Noting the threshold for removal is clearly set out in the law, Armour adds, “Simply stated, without burdening this commentary with the reams of judicial authority on the subject from throughout the common law Commonwealth, the apparent errors of process committed by the Judicial and Legal Services Commission in relation to Mrs Ayers-Caesar do not begin to approach this constitutional threshold.”
One cannot dismiss the fact that today’s meeting of attorneys has come about as a result of actors who are in some way or another directly affected by the decision to restart 53 court cases previously in the docket of Ayers-Caesar. While all are entitled to be members of political parties, in some cases the intersection between politics and the legal profession is perhaps too blatant, leading to the perception of apparent bias or suspicion of ulterior motives among individuals who may well subscribe to the highest tenets of impartiality within their practice.
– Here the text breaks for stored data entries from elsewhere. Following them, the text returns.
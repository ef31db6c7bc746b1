// cli.rs - Command-line interface configuration
use anyhow::{ensure, Result};
use clap::Parser;

/// Environment variable consulted when `--scene` is not given
pub const SCENE_ENV: &str = "SCENE";

#[derive(Parser, Debug, Clone)]
#[command(name = "raymarch-camera")]
#[command(about = "Headless driver for raymarching scene cameras", long_about = None)]
pub struct Cli {
    /// Scene catalog (JSON map of scene id to scene descriptor)
    #[arg(long, default_value = "scenes.json")]
    pub scenes: String,

    /// Scene id to run (falls back to $SCENE, then the first scene in the catalog)
    #[arg(long)]
    pub scene: Option<String>,

    /// Number of frames to simulate
    #[arg(long, default_value_t = 300)]
    pub frames: u64,

    /// Simulated frame rate
    #[arg(long, default_value_t = 60.0)]
    pub hz: f32,

    /// Viewport width in pixels
    #[arg(long, default_value_t = 1024)]
    pub width: u32,

    /// Viewport height in pixels
    #[arg(long, default_value_t = 768)]
    pub height: u32,

    /// Scripted orbit input applied every frame, as "dx,dy,wheel"
    #[arg(long, value_parser = parse_drag, allow_hyphen_values = true)]
    pub drag: Option<(f32, f32, f32)>,

    /// Pace frames against the wall clock and report FPS
    #[arg(long, default_value = "false")]
    pub realtime: bool,

    /// Disable console output of the final camera state
    #[arg(long = "no-ui", default_value = "false")]
    pub no_ui: bool,
}

impl Cli {
    /// Requested scene id from the flag or the environment
    pub fn requested_scene(&self) -> Option<String> {
        self.scene.clone().or_else(|| std::env::var(SCENE_ENV).ok())
    }

    /// Reject settings that would produce a degenerate clock or projection
    pub fn validate(&self) -> Result<()> {
        ensure!(self.hz > 0.0, "--hz must be positive, got {}", self.hz);
        ensure!(
            self.width > 0 && self.height > 0,
            "viewport must be non-empty, got {}x{}",
            self.width,
            self.height
        );
        Ok(())
    }
}

fn parse_drag(value: &str) -> Result<(f32, f32, f32), String> {
    let parts = value
        .split(',')
        .map(|part| part.trim().parse::<f32>().map_err(|e| format!("invalid number '{}': {}", part, e)))
        .collect::<Result<Vec<_>, _>>()?;

    match parts.as_slice() {
        [dx, dy, wheel] => Ok((*dx, *dy, *wheel)),
        _ => Err(format!("expected dx,dy,wheel but got '{}'", value)),
    }
}

#[cfg(test)]
mod tests {
    use super::*;

    #[test]
    fn test_defaults() {
        let cli = Cli::parse_from(["raymarch-camera"]);
        assert_eq!(cli.scenes, "scenes.json");
        assert_eq!(cli.frames, 300);
        assert_eq!(cli.hz, 60.0);
        assert_eq!((cli.width, cli.height), (1024, 768));
        assert_eq!(cli.drag, None);
        assert!(!cli.realtime);
        assert!(!cli.no_ui);
    }

    #[test]
    fn test_drag_parsing() {
        let cli = Cli::parse_from(["raymarch-camera", "--drag", "-4,2.5,0"]);
        assert_eq!(cli.drag, Some((-4.0, 2.5, 0.0)));
    }

    #[test]
    fn test_drag_rejects_wrong_arity() {
        assert!(parse_drag("1,2").is_err());
        assert!(parse_drag("a,b,c").is_err());
    }

    #[test]
    fn test_scene_flag_wins() {
        let cli = Cli::parse_from(["raymarch-camera", "--scene", "s3"]);
        assert_eq!(cli.requested_scene(), Some("s3".to_string()));
    }

    #[test]
    fn test_validate_accepts_defaults() {
        assert!(Cli::parse_from(["raymarch-camera"]).validate().is_ok());
    }

    #[test]
    fn test_validate_rejects_zero_height() {
        let cli = Cli::parse_from(["raymarch-camera", "--height", "0"]);
        let err = cli.validate().unwrap_err();
        assert!(err.to_string().contains("1024x0"), "got {}", err);
    }

    #[test]
    fn test_validate_rejects_zero_width() {
        let cli = Cli::parse_from(["raymarch-camera", "--width", "0"]);
        assert!(cli.validate().is_err());
    }

    #[test]
    fn test_validate_rejects_non_positive_hz() {
        let cli = Cli::parse_from(["raymarch-camera", "--hz", "0"]);
        assert!(cli.validate().is_err());
    }
}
We call for reason and temperance and the sober examination of the facts as they are known. We also warn against hasty conclusions or decisions that are disproportionate to what is at stake. Most importantly, however, we repeat our call for this ongoing discourse to be a practice for future action by all stakeholders.
While we do not know whether a large or small number of attorneys will turn out today (the trend has been to have a relatively small proportion of the overall membership attend), we note that it is a good thing when lawyers can be mobilised for a cause or to deal with an issue.
Now, all that has to happen is for this same spirit of collaboration to prevail when it comes to the real matters that are affecting citizens who, daily, live in fear of murder; who have a dismal view of the system of justice; who need to be reassured of the stability of the key, non-political arm of the State — the Judiciary. Why did the Chief Magistrate have 53 pending cases in the first place?
Lawyers meeting today must be mindful that while they are entitled to raise issues, they should also focus on the real problems that are mashing up the system. And not mash up the system too.